Wed, Apr 28 5:00 PM - 6:00 PM

Address (map)

Online

A Book Talk hosted by the Kavli Institute for Theoretical Physics at UC Santa Barbara

Featuring author and UCSB History Professor Patrick McCray

Artwork as opposed to experiment? Scientist versus artist? We often see two different cultural realms separated by impervious walls. But some fifty years ago, the borders between technology and art began to be breached. In this talk, W. Patrick McCray shows how artists eagerly collaborated with engineers and scientists to explore new technologies and create visually and sonically compelling multimedia works.
This art emerged from corporate laboratories, artists’ studios, publishing houses, art galleries, and university campuses. Many of the biggest stars of the art world—Robert Rauschenberg, Yvonne Rainer, Andy Warhol, Carolee Schneemann, and John Cage—participated, but the technologists who contributed essential expertise and aesthetic input often went unrecognized.
Coming from diverse personal backgrounds, this roster of engineers and scientists includes Frank J. Malina, the American rocket-pioneer turned kinetic artist who launched the art-science journal Leonardo, Swedish-born engineer Billy Klüver, who established the group Experiments in Art and Technology (E.A.T), and physicist Elsa Garmire who made laser art. Today, we are in the midst of a new surge of corporate and academic promotion of projects and programs combining art, technology, and science. Making Art Work reveals how artists and technologists have continually constructed new communities in which they exercise imagination, display creative expertise, and pursue commercial innovation.

Copies of Making Art Work can be purchased here.

ABOUT THE SPEAKER

PATRICK McCRAY is a professor in the History Department at the University of California, Santa Barbara where he researches, writes, and teaches about the histories of technology and science.

Originally trained as a scientist (Ph.D., 1996, University of Arizona), McCray studied an interdisciplinary field known as “materials science and engineering” as an undergraduate.

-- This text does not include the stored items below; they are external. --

//! Choice of the first neighbor a node explores on startup.

use rand::rngs::StdRng;
use rand::{Rng, SeedableRng};

use crate::types::NodeId;

/// Picks which neighbor receives a node's initial EXPLORE.
pub trait NeighborSelector: Send {
    /// Return an index into `candidates`, or `None` when it is empty.
    fn select(&mut self, candidates: &[NodeId]) -> Option<usize>;
}

/// Always the first neighbor in topology order.
#[derive(Debug, Clone, Copy, Default)]
pub struct FirstNeighbor;

impl NeighborSelector for FirstNeighbor {
    fn select(&mut self, candidates: &[NodeId]) -> Option<usize> {
        if candidates.is_empty() {
            None
        } else {
            Some(0)
        }
    }
}

/// Uniformly random pick, reproducible from a seed.
#[derive(Debug, Clone)]
pub struct SeededRandom {
    rng: StdRng,
}

impl SeededRandom {
    pub fn new(seed: u64) -> Self {
        Self {
            rng: StdRng::seed_from_u64(seed),
        }
    }

    /// Seeded from the OS, for production runs.
    pub fn from_entropy() -> Self {
        Self {
            rng: StdRng::from_os_rng(),
        }
    }
}

impl NeighborSelector for SeededRandom {
    fn select(&mut self, candidates: &[NodeId]) -> Option<usize> {
        if candidates.is_empty() {
            return None;
        }
        Some(self.rng.random_range(0..candidates.len()))
    }
}

impl<S: NeighborSelector + ?Sized> NeighborSelector for Box<S> {
    fn select(&mut self, candidates: &[NodeId]) -> Option<usize> {
        (**self).select(candidates)
    }
}
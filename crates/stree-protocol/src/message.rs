//! Wire message and its line codec.
//!
//! One message per line: `<TYPE>\t<leaderId>\t<senderId>\n` where TYPE
//! is one of `M` (explore), `P` (accept), `R` (reject), `T` (terminate).

use serde::{Deserialize, Serialize};

use crate::error::ProtocolError;
use crate::types::{MessageType, NodeId};

/// Field separator on the wire.
pub const FIELD_DELIMITER: char = '\t';

/// A protocol message as it travels between neighbors.
#[derive(Debug, Clone, Copy, PartialEq, Eq, Serialize, Deserialize)]
pub struct Message {
    pub msg_type: MessageType,
    /// The candidate leader this message is about.
    pub leader: NodeId,
    /// The neighbor that sent it.
    pub sender: NodeId,
}

impl Message {
    pub fn new(msg_type: MessageType, leader: NodeId, sender: NodeId) -> Self {
        Self {
            msg_type,
            leader,
            sender,
        }
    }

    pub fn explore(leader: NodeId, sender: NodeId) -> Self {
        Self::new(MessageType::Explore, leader, sender)
    }

    pub fn accept(leader: NodeId, sender: NodeId) -> Self {
        Self::new(MessageType::Accept, leader, sender)
    }

    pub fn reject(leader: NodeId, sender: NodeId) -> Self {
        Self::new(MessageType::Reject, leader, sender)
    }

    pub fn terminate(leader: NodeId, sender: NodeId) -> Self {
        Self::new(MessageType::Terminate, leader, sender)
    }

    /// Encode as one LF-terminated line.
    pub fn encode(&self) -> Vec<u8> {
        format!(
            "{}{d}{}{d}{}\n",
            self.msg_type.wire_tag(),
            self.leader,
            self.sender,
            d = FIELD_DELIMITER
        )
        .into_bytes()
    }

    /// Decode one line. Fails closed on anything unexpected.
    pub fn decode(data: &[u8]) -> Result<Self, ProtocolError> {
        let text = std::str::from_utf8(data)
            .map_err(|_| ProtocolError::decode("line is not valid UTF-8"))?;
        let text = text
            .strip_suffix('\n')
            .map(|t| t.strip_suffix('\r').unwrap_or(t))
            .unwrap_or(text);
        if text.is_empty() {
            return Err(ProtocolError::decode("empty line"));
        }

        let fields: Vec<&str> = text.split(FIELD_DELIMITER).collect();
        let [tag, leader, sender] = fields.as_slice() else {
            return Err(ProtocolError::decode(format!(
                "expected 3 fields, got {}",
                fields.len()
            )));
        };

        let msg_type = MessageType::from_wire_tag(tag)
            .ok_or_else(|| ProtocolError::decode(format!("unknown type tag {tag:?}")))?;
        let leader = parse_id(leader, "leader")?;
        let sender = parse_id(sender, "sender")?;

        Ok(Self {
            msg_type,
            leader,
            sender,
        })
    }
}

fn parse_id(field: &str, name: &str) -> Result<NodeId, ProtocolError> {
    field
        .parse::<u64>()
        .map(NodeId::new)
        .map_err(|_| ProtocolError::decode(format!("bad {name} id {field:?}")))
}

impl std::fmt::Display for Message {
    fn fmt(&self, f: &mut std::fmt::Formatter<'_>) -> std::fmt::Result {
        write!(f, "<{}, {}> from {}", self.msg_type, self.leader, self.sender)
    }
}

#[cfg(test)]
mod tests {
    use super::*;

    fn id(n: u64) -> NodeId {
        NodeId::new(n)
    }

    #[test]
    fn encode_explore() {
        let msg = Message::explore(id(8), id(3));
        assert_eq!(msg.encode(), b"M\t8\t3\n");
    }

    #[test]
    fn encode_every_type_uses_its_tag() {
        assert_eq!(Message::accept(id(5), id(1)).encode(), b"P\t5\t1\n");
        assert_eq!(Message::reject(id(5), id(2)).encode(), b"R\t5\t2\n");
        assert_eq!(Message::terminate(id(5), id(5)).encode(), b"T\t5\t5\n");
    }

    #[test]
    fn decode_accepts_crlf_and_missing_lf() {
        let msg = Message::decode(b"R\t12\t4\r\n").unwrap();
        assert_eq!(msg, Message::reject(id(12), id(4)));

        let msg = Message::decode(b"T\t12\t4").unwrap();
        assert_eq!(msg, Message::terminate(id(12), id(4)));
    }

    #[test]
    fn decode_encoded_line() {
        let msg = Message::accept(id(u64::MAX), id(0));
        assert_eq!(Message::decode(&msg.encode()).unwrap(), msg);
    }

    #[test]
    fn decode_rejects_unknown_tag() {
        let err = Message::decode(b"X\t1\t2\n").unwrap_err();
        assert!(err.to_string().contains("unknown type tag"), "{err}");
    }

    #[test]
    fn decode_rejects_wrong_field_count() {
        assert!(Message::decode(b"M\t1\n").is_err());
        assert!(Message::decode(b"M\t1\t2\t3\n").is_err());
        // Sender must be its own field.
        assert!(Message::decode(b"M\t1 from 2\n").is_err());
    }

    #[test]
    fn decode_rejects_bad_ids() {
        assert!(Message::decode(b"M\t-1\t2\n").is_err());
        assert!(Message::decode(b"M\t1\tabc\n").is_err());
        assert!(Message::decode(b"M\t\t2\n").is_err());
        assert!(Message::decode(b"M\t 1\t2\n").is_err());
    }

    #[test]
    fn decode_rejects_empty_and_binary() {
        assert!(Message::decode(b"").is_err());
        assert!(Message::decode(b"\n").is_err());
        assert!(Message::decode(&[0xff, 0xfe, b'\n']).is_err());
    }

    #[test]
    fn display_is_readable() {
        let msg = Message::explore(id(7), id(2));
        assert_eq!(msg.to_string(), "<EXPLORE, 7> from 2");
    }
}
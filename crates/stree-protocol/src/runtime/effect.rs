use crate::eventlog::NodeEvent;
use crate::message::Message;
use crate::types::NodeId;

/// Intention produced by the pure logic in [`NodeState`](super::state::NodeState).
///
/// Every `handle_*` method returns `Vec<RuntimeEffect>`. The runtime
/// loop then executes them in order through the transport and the
/// event sink.
#[derive(Debug, Clone, PartialEq, Eq)]
pub enum RuntimeEffect {
    /// Open a connection to a neighbor and write one message.
    Send { to: NodeId, message: Message },

    /// Append a line to the node's event log.
    Record(NodeEvent),
}

impl RuntimeEffect {
    pub fn send(to: NodeId, message: Message) -> Self {
        RuntimeEffect::Send { to, message }
    }

    /// The outbound message, if this is a send.
    pub fn as_send(&self) -> Option<(NodeId, &Message)> {
        match self {
            RuntimeEffect::Send { to, message } => Some((*to, message)),
            RuntimeEffect::Record(_) => None,
        }
    }
}
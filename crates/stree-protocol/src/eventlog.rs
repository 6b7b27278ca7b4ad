//! Per-node event log.
//!
//! An append-only file, one JSON object per line. Observability only:
//! nothing in the protocol ever reads it back, and a failed write never
//! affects the node.

use std::fs::{self, File, OpenOptions};
use std::io::{self, BufWriter, Write};
use std::path::{Path, PathBuf};
use std::sync::{Arc, Mutex};

use serde::Serialize;

use crate::types::{MessageType, NodeId, Phase};

/// Something worth one log line.
#[derive(Debug, Clone, PartialEq, Eq, Serialize)]
#[serde(tag = "event", rename_all = "snake_case")]
pub enum NodeEvent {
    Started {
        address: String,
        neighbors: usize,
    },
    /// Startup action: first EXPLORE of our own candidacy.
    Initiated {
        to: NodeId,
        leader: NodeId,
    },
    /// Startup fired while the node had no neighbor to explore.
    Isolated,
    /// Startup fired after another candidate had already recruited us.
    StartupSkipped {
        phase: Phase,
    },
    Received {
        kind: MessageType,
        leader: NodeId,
        from: NodeId,
    },
    Sent {
        kind: MessageType,
        leader: NodeId,
        to: NodeId,
    },
    Adopted {
        leader: NodeId,
        parent: NodeId,
    },
    Rejected {
        candidate: NodeId,
        to: NodeId,
    },
    /// A well-formed message that did not change state.
    Ignored {
        kind: MessageType,
        leader: NodeId,
        from: NodeId,
        reason: String,
    },
    BecameRoot {
        leader: NodeId,
    },
    Terminated {
        leader: NodeId,
        parent: Option<NodeId>,
    },
    /// Unparsable inbound line.
    Dropped {
        reason: String,
    },
    SendFailed {
        kind: MessageType,
        to: NodeId,
        reason: String,
    },
}

#[derive(Serialize)]
struct LogLine<'a> {
    timestamp: String,
    node: NodeId,
    #[serde(flatten)]
    event: &'a NodeEvent,
}

/// Destination for [`NodeEvent`]s.
pub trait EventSink: Send {
    fn record(&mut self, node: NodeId, event: &NodeEvent);
}

/// Discards everything.
#[derive(Debug, Default)]
pub struct NullEventLog;

impl EventSink for NullEventLog {
    fn record(&mut self, _node: NodeId, _event: &NodeEvent) {}
}

/// `Log-<address>` file under a directory.
pub struct FileEventLog {
    path: PathBuf,
    writer: BufWriter<File>,
}

impl FileEventLog {
    /// Open (creating if needed) `dir/file_name` for appending.
    pub fn open(dir: &Path, file_name: &str) -> io::Result<Self> {
        fs::create_dir_all(dir)?;
        let path = dir.join(file_name);
        let file = OpenOptions::new().create(true).append(true).open(&path)?;
        Ok(Self {
            path,
            writer: BufWriter::new(file),
        })
    }

    pub fn path(&self) -> &Path {
        &self.path
    }
}

impl EventSink for FileEventLog {
    fn record(&mut self, node: NodeId, event: &NodeEvent) {
        let line = LogLine {
            timestamp: chrono::Utc::now().to_rfc3339(),
            node,
            event,
        };
        let json = match serde_json::to_string(&line) {
            Ok(json) => json,
            Err(e) => {
                tracing::warn!("event log: serialize failed: {e}");
                return;
            }
        };
        if let Err(e) = writeln!(self.writer, "{json}").and_then(|_| self.writer.flush()) {
            tracing::warn!("event log {}: write failed: {e}", self.path.display());
        }
    }
}

/// In-memory sink, cheap to clone; every clone sees the same events.
#[derive(Debug, Clone, Default)]
pub struct MemoryEventLog {
    events: Arc<Mutex<Vec<NodeEvent>>>,
}

impl MemoryEventLog {
    pub fn new() -> Self {
        Self::default()
    }

    pub fn events(&self) -> Vec<NodeEvent> {
        self.events.lock().map(|e| e.clone()).unwrap_or_default()
    }
}

impl EventSink for MemoryEventLog {
    fn record(&mut self, _node: NodeId, event: &NodeEvent) {
        if let Ok(mut events) = self.events.lock() {
            events.push(event.clone());
        }
    }
}

#[cfg(test)]
mod tests {
    use super::*;

    #[test]
    fn file_log_appends_json_lines() {
        let dir = tempfile::tempdir().unwrap();
        let mut log = FileEventLog::open(dir.path(), "Log-10.0.0.1").unwrap();
        let node = NodeId::new(1);

        log.record(
            node,
            &NodeEvent::Received {
                kind: MessageType::Explore,
                leader: NodeId::new(3),
                from: NodeId::new(2),
            },
        );
        log.record(node, &NodeEvent::BecameRoot { leader: node });

        let text = std::fs::read_to_string(log.path()).unwrap();
        let lines: Vec<&str> = text.lines().collect();
        assert_eq!(lines.len(), 2);

        let first: serde_json::Value = serde_json::from_str(lines[0]).unwrap();
        assert_eq!(first["event"], "received");
        assert_eq!(first["kind"], "explore");
        assert_eq!(first["leader"], 3);
        assert_eq!(first["from"], 2);
        assert_eq!(first["node"], 1);
        assert!(first["timestamp"].is_string());

        let second: serde_json::Value = serde_json::from_str(lines[1]).unwrap();
        assert_eq!(second["event"], "became_root");
    }

    #[test]
    fn file_log_reopen_appends() {
        let dir = tempfile::tempdir().unwrap();
        for _ in 0..2 {
            let mut log = FileEventLog::open(dir.path(), "Log-h").unwrap();
            log.record(NodeId::new(4), &NodeEvent::Isolated);
        }
        let text = std::fs::read_to_string(dir.path().join("Log-h")).unwrap();
        assert_eq!(text.lines().count(), 2);
    }

    #[test]
    fn memory_log_shared_between_clones() {
        let log = MemoryEventLog::new();
        let mut writer = log.clone();
        writer.record(NodeId::new(1), &NodeEvent::Isolated);
        assert_eq!(log.events(), vec![NodeEvent::Isolated]);
    }
}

Although his career path followed a different trajectory, his schooling gave him insights into how research communities function, which has proven useful when interviewing scientists and technologists.

McCray has authored and edited six books. His 2013 book The Visioneers: How an Elite Group of Scientists Pursued Space Colonies, Nanotechnologies, and a Limitless Future won the Watson Davis Prize in 2014 from the History of Science Society as the “best book written for a general audience.”

In addition to several grants from the National Science Foundation, McCray has been awarded fellowships from the Max Planck Institute for the History of Science, the American Council of Learned Societies, the California Institute of Technology, and (twice) the Smithsonian Institution.

McCray is an elected Fellow of the American Association for the Advancement of Science (AAAS) and the American Physical Society (APS).